0

Note:

The snippets of PHP only help illustrate the schema for this question, the question is primarily targeted at MySQL.

The problem:

I am having an issue speeding up the insertion of data into a database. The amount of data ranges from a few thousand rows to several million. This data needs to be inserted as quickly as possible.

This is the background:

I have created a small library which loads a file containing details of a file system. This file is read line by line as a CSV file, then the columns are processed and inserted into a generated table.

Creation of the table:

This is a creation using Doctrine2, however it should be fairly self explanatory.

$schema = new Schema();
$table = $schema->createTable($tableName);
$table->addOption('engine', 'MyISAM');

$table->addColumn('id',       'integer', array('unsigned' => true, 'autoincrement' => true));
$table->addColumn('path',     'string',  array('length' => 255));
$table->addColumn('name',     'string',  array('length' => 255));
$table->addColumn('pathname', 'string',  array('length' => 255));
$table->addColumn('atime',    'integer');
$table->addColumn('mtime',    'integer');
$table->addColumn('is_dir',   'boolean');
$table->addColumn('length',   'integer');

$table->setPrimaryKey(array('id'));

$queries = $schema->toSql($this->conn->getDatabasePlatform());

foreach($queries as $query) {
    $this->conn->executeQuery($query);
}

First attempt:

Prior to my optimization during the insert process, the table creation also included these indexes. These are the indexes I need to add.

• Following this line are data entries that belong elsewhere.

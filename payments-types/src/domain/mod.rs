//! Domain models for the payment service.

pub mod payment;

pub use payment::{
    NewPayment, Payment, PaymentId, STOP_AMOUNT_LIMIT, STOP_WINDOW_MINUTES, stop_window,
};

$table->addUniqueIndex(array('pathname'), 'IDX_PATHNAME');

$table->addIndex(array('path'),   'IDX_PATH');
$table->addIndex(array('name'),   'IDX_NAME');
$table->addIndex(array('atime'),  'IDX_ACCESSED_TIME');
$table->addIndex(array('mtime'),  'IDX_MODIFIED_TIME');
$table->addIndex(array('is_dir'), 'IDX_IS_DIR');
$table->addIndex(array('length'), 'IDX_LENGTH');

$queries = $schema->toSql($this->conn->getDatabasePlatform());

foreach($queries as $query) {
    $this->conn->executeQuery($query);
}

$stmt = $this->conn->prepare(sprintf('CREATE FULLTEXT INDEX IDX_PATHNAME_FULLTEXT ON %s (pathname)', $this->table));
$stmt->execute();

When I inserted anything past 200,000 rows, normally Mysql would slow to a crawl and PHP might even run out of memory (not sure why).

Indexes after insert:

I read here: Is it better to create an index before filling a table with data, or after the data is in place? That creating the indexes after the inserts made for a faster insert.

Luckily for me, once the data is inserted once, it never needs to be modified again (aside from dropping the table when no longer needed), so adding the indexes post insert suits me very well.

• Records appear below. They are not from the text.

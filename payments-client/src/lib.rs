//! # Payments Client SDK
//!
//! A typed Rust client for the Payments API.

use payments_types::{AcceptPaymentRequest, Payment, PaymentDetail, PaymentId, PaymentResponse};
use reqwest::{Client, Url};
use rust_decimal::Decimal;
use serde::de::DeserializeOwned;

/// Error type for client operations.
#[derive(Debug, thiserror::Error)]
pub enum ClientError {
    #[error("HTTP error: {0}")]
    Http(#[from] reqwest::Error),

    #[error("API error: {status} - {message}")]
    Api { status: u16, message: String },

    #[error("JSON error: {0}")]
    Json(#[from] serde_json::Error),

    #[error("Response envelope had no data: {0}")]
    MissingData(String),

    #[error("Invalid base URL: {0}")]
    InvalidBaseUrl(String),
}

/// Payments API client.
pub struct PaymentsClient {
    base_url: String,
    http: Client,
}

impl PaymentsClient {
    /// Creates a new client.
    pub fn new(base_url: impl Into<String>) -> Self {
        Self {
            base_url: base_url.into().trim_end_matches('/').to_string(),
            http: Client::new(),
        }
    }

    /// Checks if the API is healthy.
    pub async fn health(&self) -> Result<bool, ClientError> {
        let resp = self
            .http
            .get(format!("{}/health", self.base_url))
            .send()
            .await?;
        Ok(resp.status().is_success())
    }

    /// Records a new payment. The server assigns id and timestamp.
    pub async fn accept_payment(
        &self,
        card_number: &str,
        amount: Decimal,
    ) -> Result<Payment, ClientError> {
        let req = AcceptPaymentRequest {
            card_number: card_number.to_string(),
            amount: Some(amount),
        };
        let resp = self
            .http
            .post(format!("{}/payments", self.base_url))
            .json(&req)
            .send()
            .await?;
        let envelope: PaymentResponse<Payment> = self.handle_response(resp).await?;
        envelope
            .data
            .ok_or(ClientError::MissingData(envelope.message))
    }

    /// Stops a payment. Returns the server's status message.
    pub async fn stop_payment(&self, id: PaymentId) -> Result<String, ClientError> {
        let resp = self
            .http
            .delete(format!("{}/payments/{}", self.base_url, id))
            .send()
            .await?;
        let envelope: PaymentResponse<serde_json::Value> = self.handle_response(resp).await?;
        Ok(envelope.message)
    }

    /// Lists all payments for a card. Unknown cards yield an empty list.
    pub async fn payments_by_card(&self, card_number: &str) -> Result<Vec<Payment>, ClientError> {
        let envelope: PaymentResponse<Vec<Payment>> =
            self.get(&["payments", "card", card_number]).await?;
        Ok(envelope.data.unwrap_or_default())
    }

    /// Lists active payment details for a card.
    pub async fn active_payments_by_card(
        &self,
        card_number: &str,
    ) -> Result<Vec<PaymentDetail>, ClientError> {
        let envelope: PaymentResponse<Vec<PaymentDetail>> =
            self.get(&["payments", "active", card_number]).await?;
        Ok(envelope.data.unwrap_or_default())
    }

    async fn get<T: DeserializeOwned>(&self, segments: &[&str]) -> Result<T, ClientError> {
        let resp = self.http.get(self.url(segments)?).send().await?;
        self.handle_response(resp).await
    }

    /// Joins path segments onto the base URL, percent-encoding each one.
    fn url(&self, segments: &[&str]) -> Result<Url, ClientError> {
        let invalid = || ClientError::InvalidBaseUrl(self.base_url.clone());
        let mut url = Url::parse(&self.base_url).map_err(|_| invalid())?;
        url.path_segments_mut()
            .map_err(|_| invalid())?
            .pop_if_empty()
            .extend(segments);
        Ok(url)
    }

    async fn handle_response<T: DeserializeOwned>(
        &self,
        resp: reqwest::Response,
    ) -> Result<T, ClientError> {
        let status = resp.status();
        if status.is_success() {
            let body = resp.text().await?;
            Ok(serde_json::from_str(&body)?)
        } else {
            let body = resp.text().await.unwrap_or_default();
            let message = serde_json::from_str::<serde_json::Value>(&body)
                .ok()
                .and_then(|v| v.get("message").and_then(|e| e.as_str()).map(String::from))
                .unwrap_or(body);
            Err(ClientError::Api {
                status: status.as_u16(),
                message,
            })
        }
    }
}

$diff = new TableDiff($this->table);
$indexes = array(
    new Index('IDX_PATHNAME',      array('pathname'), true),
    new Index('IDX_PATH',          array('path')),
    new Index('IDX_NAME',          array('name')),
    new Index('IDX_ACCESSED_TIME', array('atime')),
    new Index('IDX_MODIFIED_TIME', array('mtime')),
    new Index('IDX_IS_DIR',        array('is_dir')),
    new Index('IDX_LENGTH',        array('length')),
);

$diff->addedIndexes = $indexes;

$this->schemaManager->alterTable($diff);

$stmt = $this->conn->prepare(sprintf('CREATE FULLTEXT INDEX IDX_PATHNAME_FULLTEXT ON %s (pathname)', $this->table));
$stmt->execute();

Glimmer of hope:

I tested this and the insert process was blindingly fast, even with 2+ million rows, and PHP memory didn't even exceed 2.5%, with Mysql only using around 8% (of 4GB RAM Xubuntu 64bit).

The brick wall:

Once I added the script to update the table with the indexes after insert my efforts were defeated. Although it persisted until completion (as in it didn't crash or freeze which is a plus), it still took roughly the same time as when the indexes were added to begin with.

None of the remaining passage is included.